Die Strukturen sind sehr klein, ich habe das mit dem 100 Ölimmersionsobjektiv aufgenommen.
Man sieht kohlige Substanz in einer Kalkmatrix. Ist jetzt nicht so spektakulär, aber vielleicht fällt Euch ja etwas interessantes auf.

Viele Grüsse,
Florian

derda

Hallo Florian,

erinnert mich irgendwie an meinen Rodochrositdünnschliff. Wenigstens ist man mit dem Dünnschliff in Nullkommanichts fertig. Das tröstet über das wenig spektakuläre fürs Auge hinweg  ;)

Viele Grüße

Erik

Gerd Schmahl

#2
Hallo Florian,
woran macht Du den Stromatholithen denn fest?

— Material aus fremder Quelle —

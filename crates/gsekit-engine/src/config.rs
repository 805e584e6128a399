use gsekit_packet::MAX_PACKET_LEN;

use crate::error::{EngineError, Result};

/// Default number of PDUs a channel queue holds.
pub const DEFAULT_QUEUE_CAPACITY: usize = 1024;

/// Default packet budget used until a caller asks for a specific size.
pub const DEFAULT_PACKET_SIZE: usize = 4096;

/// Fixed engine configuration, applied at construction.
#[derive(Debug, Clone, PartialEq, Eq)]
#[cfg_attr(
    feature = "serde",
    derive(serde::Serialize, serde::Deserialize),
    serde(default)
)]
pub struct EngineConfig {
    /// Number of independent channels.
    pub channels: usize,
    /// Maximum PDUs pending fragmentation output per channel.
    pub tx_queue_capacity: usize,
    /// Maximum completed PDUs awaiting collection per channel.
    pub rx_queue_capacity: usize,
    /// Packet budget used before the first `pop_packet` on a channel.
    pub default_packet_size: usize,
    /// Send LT=2 (label omitted) when a PDU repeats the channel's previous label.
    pub label_reuse: bool,
}

impl Default for EngineConfig {
    fn default() -> Self {
        Self {
            channels: 1,
            tx_queue_capacity: DEFAULT_QUEUE_CAPACITY,
            rx_queue_capacity: DEFAULT_QUEUE_CAPACITY,
            default_packet_size: DEFAULT_PACKET_SIZE,
            label_reuse: false,
        }
    }
}

impl EngineConfig {
    /// Config with `channels` channels and defaults elsewhere.
    pub fn with_channels(channels: usize) -> Self {
        Self {
            channels,
            ..Self::default()
        }
    }

    pub fn validate(&self) -> Result<()> {
        if self.channels == 0 {
            return Err(EngineError::InvalidConfig(
                "at least one channel required".to_string(),
            ));
        }
        if self.tx_queue_capacity == 0 || self.rx_queue_capacity == 0 {
            return Err(EngineError::InvalidConfig(
                "queue capacities must be non-zero".to_string(),
            ));
        }
        if self.default_packet_size == 0 {
            return Err(EngineError::InvalidConfig(
                "default packet size must be non-zero".to_string(),
            ));
        }
        Ok(())
    }

    /// Default packet size clamped to what the length field can express.
    pub(crate) fn initial_budget(&self) -> usize {
        self.default_packet_size.min(MAX_PACKET_LEN)
    }
}
/// Decode a packet header.
///
/// Only the declared length is trusted: any bytes beyond `2 + LEN` (transport
/// padding) are ignored.
pub fn decode_header(src: &[u8]) -> DecodeResult<FragmentDescriptor> {
    if src.len() < BASE_HEADER_LEN {
        return Err(DecodingError::Truncated {
            needed: BASE_HEADER_LEN,
            available: src.len(),
        });
    }

    let start = src[0] & START_FLAG != 0;
    let end = src[0] & END_FLAG != 0;
    let label_type = LabelType::from_bits(src[0] >> LABEL_TYPE_SHIFT);
    let length = (usize::from(src[0] & LENGTH_HIGH_MASK) << 8) | usize::from(src[1]);

    let packet_len = BASE_HEADER_LEN + length;
    if src.len() < packet_len {
        return Err(DecodingError::Truncated {
            needed: packet_len,
            available: src.len(),
        });
    }

    let kind = FragmentKind::from_flags(start, end);
    let header_len = kind.header_len(label_type);
    let required = header_len - BASE_HEADER_LEN;
    if length < required {
        return Err(DecodingError::LengthTooShort { length, required });
    }

    let mut fields = &src[BASE_HEADER_LEN..header_len];
    let mut header = PacketHeader {
        start,
        end,
        label_type,
        length,
        frag_id: None,
        total_length: None,
        protocol_type: None,
        label: None,
    };

    if kind != FragmentKind::Complete {
        header.frag_id = Some(fields.get_u8());
    }
    if kind == FragmentKind::First {
        header.total_length = Some(fields.get_u16());
    }
    if kind.is_start() {
        header.protocol_type = Some(fields.get_u16());
        header.label = Some(read_label(label_type, &mut fields));
    }

    Ok(FragmentDescriptor {
        header,
        payload_offset: header_len,
    })
}

fn read_label(label_type: LabelType, fields: &mut &[u8]) -> Label {
    match label_type {
        LabelType::SixByte => {
            let mut bytes = [0u8; LABEL_LEN];
            fields.copy_to_slice(&mut bytes);
            Label::Six(bytes)
        }
        LabelType::ThreeByte => {
            let mut bytes = [0u8; SHORT_LABEL_LEN];
            fields.copy_to_slice(&mut bytes);
            Label::Three(bytes)
        }
        LabelType::Reuse => Label::Reuse,
        LabelType::Broadcast => Label::Broadcast,
    }
}

/// Packet length declared by the header at the front of `src`, if readable.
pub fn packet_len(src: &[u8]) -> Option<usize> {
    if src.len() < BASE_HEADER_LEN {
        return None;
    }
    Some(BASE_HEADER_LEN + ((usize::from(src[0] & LENGTH_HIGH_MASK) << 8) | usize::from(src[1])))
}

/// True if `src` starts with padding rather than a packet.
///
/// Every packet carries at least one byte after the length field, so a
/// zero length with no flags never starts a real packet.
pub fn is_padding(src: &[u8]) -> bool {
    !src.is_empty() && src.iter().take(BASE_HEADER_LEN).all(|&b| b == 0)
}

/// Total-length field value announcing a fragmented PDU of `len` bytes.
///
/// `len` must be in `1..=MAX_PDU_LEN`; 65 536 wraps to 0.
pub fn total_length_field(len: usize) -> u16 {
    (len & 0xFFFF) as u16
}

/// PDU length announced by a total-length field.
pub fn announced_total_length(field: u16) -> usize {
    match field {
        0 => MAX_PDU_LEN,
        n => usize::from(n),
    }
}

#[cfg(test)]
mod tests {
    use bytes::BufMut;

    use super::*;

    const LABEL: [u8; 6] = [0xAB, 0xCD, 0xEF, 0x01, 0x23, 0x45];

    #[test]
    fn complete_packet_wire_bytes() {
        let header = PacketHeader::complete(Label::Six(LABEL), 0x1234, 3);
        let mut buf = BytesMut::new();
        encode_packet(&header, &[1, 2, 3], &mut buf).unwrap();

        assert_eq!(
            buf.as_ref(),
            &[0xC0, 0x0B, 0x12, 0x34, 0xAB, 0xCD, 0xEF, 0x01, 0x23, 0x45, 1, 2, 3]
        );
    }

    #[test]
    fn first_fragment_roundtrip() {
        let header = PacketHeader::first(7, 60, Label::Six(LABEL), 0x0800, 37);
        assert_eq!(header.header_len(), MAX_HEADER_LEN);
        assert_eq!(header.packet_len(), 50);

        let payload = vec![0xA5; 37];
        let mut buf = BytesMut::new();
        encode_packet(&header, &payload, &mut buf).unwrap();
        assert_eq!(buf.len(), 50);
        assert_eq!(buf[0] & 0xF0, 0x80);

        let desc = decode_header(&buf).unwrap();
        assert_eq!(desc.kind(), FragmentKind::First);
        assert_eq!(desc.header, header);
        assert_eq!(desc.payload_offset, MAX_HEADER_LEN);
        assert_eq!(desc.payload(&buf), payload.as_slice());
    }

    #[test]
    fn continuation_fragments_roundtrip() {
        for end in [false, true] {
            let header = PacketHeader::continuation(42, end, LabelType::SixByte, 5);
            let mut buf = BytesMut::new();
            encode_packet(&header, b"hello", &mut buf).unwrap();

            let desc = decode_header(&buf).unwrap();
            assert_eq!(desc.header.frag_id, Some(42));
            assert_eq!(desc.header.end, end);
            assert!(!desc.header.start);
            assert_eq!(desc.header.protocol_type, None);
            assert_eq!(desc.header.label, None);
            assert_eq!(desc.payload(&buf), b"hello");
        }
    }

    #[test]
    fn short_and_omitted_labels_roundtrip() {
        for label in [Label::Three([1, 2, 3]), Label::Reuse, Label::Broadcast] {
            let header = PacketHeader::complete(label, 0x86DD, 2);
            let mut buf = BytesMut::new();
            encode_packet(&header, &[9, 9], &mut buf).unwrap();
            assert_eq!(buf.len(), 4 + label.as_bytes().len() + 2);

            let desc = decode_header(&buf).unwrap();
            assert_eq!(desc.header.label, Some(label));
            assert_eq!(desc.header.label_type, label.label_type());
            assert_eq!(desc.header.protocol_type, Some(0x86DD));
        }
    }

    #[test]
    fn encode_rejects_length_overflow() {
        let header = PacketHeader::complete(Label::Broadcast, 1, MAX_LENGTH);
        let mut buf = BytesMut::new();
        let err = encode_header(&header, &mut buf).unwrap_err();
        assert!(matches!(err, EncodingError::LengthOverflow { length } if length == MAX_LENGTH + 2));
        assert!(buf.is_empty());
    }

    #[test]
    fn encode_accepts_max_length() {
        let header = PacketHeader::complete(Label::Broadcast, 1, MAX_LENGTH - 2);
        let mut buf = BytesMut::new();
        encode_header(&header, &mut buf).unwrap();
        assert_eq!(packet_len(&buf), Some(MAX_PACKET_LEN));
    }

    #[test]
    fn encode_rejects_missing_fields() {
        let mut buf = BytesMut::new();

        let mut header = PacketHeader::continuation(1, true, LabelType::SixByte, 4);
        header.frag_id = None;
        assert_eq!(
            encode_header(&header, &mut buf),
            Err(EncodingError::MissingField("fragment id"))
        );

        let mut header = PacketHeader::first(1, 100, Label::Six(LABEL), 1, 10);
        header.total_length = None;
        assert_eq!(
            encode_header(&header, &mut buf),
            Err(EncodingError::MissingField("total length"))
        );

        let mut header = PacketHeader::complete(Label::Six(LABEL), 1, 10);
        header.protocol_type = None;
        assert_eq!(
            encode_header(&header, &mut buf),
            Err(EncodingError::MissingField("protocol type"))
        );

        let mut header = PacketHeader::complete(Label::Six(LABEL), 1, 10);
        header.label = None;
        assert_eq!(
            encode_header(&header, &mut buf),
            Err(EncodingError::MissingField("label"))
        );
        assert!(buf.is_empty());
    }

    #[test]
    fn encode_rejects_label_mismatch() {
        let mut header = PacketHeader::complete(Label::Six(LABEL), 1, 10);
        header.label_type = LabelType::ThreeByte;
        header.length = 20;
        let err = encode_header(&header, &mut BytesMut::new()).unwrap_err();
        assert!(matches!(err, EncodingError::LabelMismatch { .. }));
    }

    #[test]
    fn encode_rejects_length_shorter_than_fields() {
        let mut header = PacketHeader::complete(Label::Six(LABEL), 1, 0);
        header.length = 3;
        let err = encode_header(&header, &mut BytesMut::new()).unwrap_err();
        assert_eq!(
            err,
            EncodingError::LengthTooShort {
                length: 3,
                required: 8
            }
        );
    }

    #[test]
    fn encode_packet_checks_payload_length() {
        let header = PacketHeader::complete(Label::Broadcast, 1, 4);
        let err = encode_packet(&header, b"abc", &mut BytesMut::new()).unwrap_err();
        assert!(matches!(err, EncodingError::PayloadMismatch { .. }));
    }

    #[test]
    fn decode_truncated_base_header() {
        assert_eq!(
            decode_header(&[0xC0]),
            Err(DecodingError::Truncated {
                needed: 2,
                available: 1
            })
        );
        assert!(decode_header(&[]).is_err());
    }

    #[test]
    fn decode_truncated_packet() {
        let header = PacketHeader::complete(Label::Six(LABEL), 0x1234, 10);
        let mut buf = BytesMut::new();
        encode_packet(&header, &[0u8; 10], &mut buf).unwrap();
        buf.truncate(buf.len() - 1);

        let err = decode_header(&buf).unwrap_err();
        assert!(matches!(err, DecodingError::Truncated { needed: 20, available: 19 }));
    }

    #[test]
    fn decode_rejects_length_shorter_than_fields() {
        // S=1 E=0 LT=0 with LEN=4: needs 11 bytes of fields.
        let buf = [0x80, 0x04, 0, 0, 0, 0];
        assert_eq!(
            decode_header(&buf),
            Err(DecodingError::LengthTooShort {
                length: 4,
                required: 11
            })
        );
    }

    #[test]
    fn decode_ignores_trailing_padding() {
        let header = PacketHeader::continuation(3, true, LabelType::SixByte, 4);
        let mut exact = BytesMut::new();
        encode_packet(&header, b"tail", &mut exact).unwrap();

        let mut padded = exact.clone();
        padded.put_bytes(0, 64);

        let a = decode_header(&exact).unwrap();
        let b = decode_header(&padded).unwrap();
        assert_eq!(a, b);
        assert_eq!(b.payload(&padded), b"tail");
    }

    #[test]
    fn twelve_bit_length_spans_both_bytes() {
        let header = PacketHeader::continuation(0, false, LabelType::SixByte, 0x0ABC - 1);
        let mut buf = BytesMut::new();
        encode_header(&header, &mut buf).unwrap();
        assert_eq!(buf[0] & 0x0F, 0x0A);
        assert_eq!(buf[1], 0xBC);
        assert_eq!(packet_len(&buf), Some(2 + 0x0ABC));
    }

    #[test]
    fn padding_detection() {
        assert!(is_padding(&[0, 0, 0, 0]));
        assert!(is_padding(&[0]));
        assert!(!is_padding(&[]));
        assert!(!is_padding(&[0x00, 0x05, 1, 2, 3, 4, 5]));
        assert!(!is_padding(&[0xC0, 0x00]));
    }

    #[test]
    fn largest_pdu_wraps_total_length_to_zero() {
        assert_eq!(total_length_field(MAX_PDU_LEN), 0);
        assert_eq!(announced_total_length(0), 65_536);
        for len in [1usize, 60, 4096, 65_535] {
            assert_eq!(announced_total_length(total_length_field(len)), len);
        }

        let header =
            PacketHeader::first(1, total_length_field(MAX_PDU_LEN), Label::Broadcast, 1, 8);
        let mut buf = BytesMut::new();
        encode_packet(&header, &[0xEE; 8], &mut buf).unwrap();
        assert_eq!(&buf[3..5], &[0, 0]);
        let desc = decode_header(&buf).unwrap();
        assert_eq!(desc.header.total_length.map(announced_total_length), Some(65_536));
    }

    #[test]
    fn max_header_constants() {
        assert_eq!(MAX_HEADER_LEN, 13);
        assert_eq!(MIN_PACKET_LEN, 14);
        assert_eq!(MAX_PACKET_LEN, 4097);
        assert_eq!(FragmentKind::Complete.header_len(LabelType::SixByte), 10);
        assert_eq!(FragmentKind::Last.header_len(LabelType::Broadcast), 3);
    }
}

Es werden zwar immer mehr Stromas beschrieben, aber die sicheren Stromas die ich kenne haben eine mehr oder weniger blumenkohlartige Form, die sich auch in gewellten Anwachslinien niederschlägt. Ohne das Stück in der Hand gehabt zu haben ist es natürlich schwer, genaues zu sagen, aber ich sehe bis jetzt nur einen nahezu parallel gebänderten Kalk mit tektonisch bedingten Rissen. Interessant wäre eine nicht so hohe Vergrößerung, die vielleicht mehrere Bänder gleichzeitig zeigt und die Ursache der Farbwechsel offenbart. Wenn Du Gewissheit haben möchtest, kann ich Dir den Kontakt zu einem Stromatolithen-Kenner herstellen, einen Hobbisten mit hunderten Stromas aus aller Welt. Aber das würde ich lieber über PM machen.
LG Gerd
Man sagt der Teufel sei, im Detail versteckt,
doch hab' ich mit dem Mikroskop viel Göttliches entdeckt.

Florian D.

Danke für die Antworten!
Dass es sich vielleicht um einen Stromatoliten handeln könnte, habe ich aus einem geologischen Führer, der allerdings gerade in Spanien liegt. So recht glauben tu ich es aber auch nicht. Die dunklen Bänder enthalten diese kohligen einschlüsse, die oft aus sehr kleinen Kügelchen traubig aufgebaut scheinen. Die helleren Bänder enthalten nur Calcit. Ich dachte, dass die schwarzen Kügelchen vielleicht Reste von einzelligen Algen oder Cyanobakterien sein könnten. Aber nachdem dies mein erster Ausflug in die Mikropalaeontologie ist, ist dies auch nur eine vage Spekulation. Habt Ihr vielleichy ein Bildchen von sowas?
Viele Grüsse,
Florian

Gerd Schmahl

Hallo Florian,
Stromatolithen haben viele Gesichter. Hier ein Top-Stück. So schön farblich abgesetzt sind die Schichten aber nur selten.
LG Gerd
Man sagt der Teufel sei, im Detail versteckt,
doch hab' ich mit dem Mikroskop viel Göttliches entdeckt.

Florian D.

Hallo Gerd,

schönere Stromatolithen habe ich auch schon gesehen :-) Ich meinte eher, ob jemand bessere Fotos von Dünnschliffen Selbiger hat. Wie sollen denn so fossilisierte Cyanobakterien aussehen?

Viele Grüsse,
Florian

TPL

#6
Hallo Florian,

Stromatolithen waren eine Weile lang "in" und wo immer laminierte Kalke gefunden wurden, tauchte auch bald dieser Begriff auf. Da sie mikroskopisch so einfach aufgebaut sind, ist eine sichere Ansprache schwer, solange es keine makroskopischen Hinweise auf ihre charakteristischen "Blumenkohl-Strukturen" gibt.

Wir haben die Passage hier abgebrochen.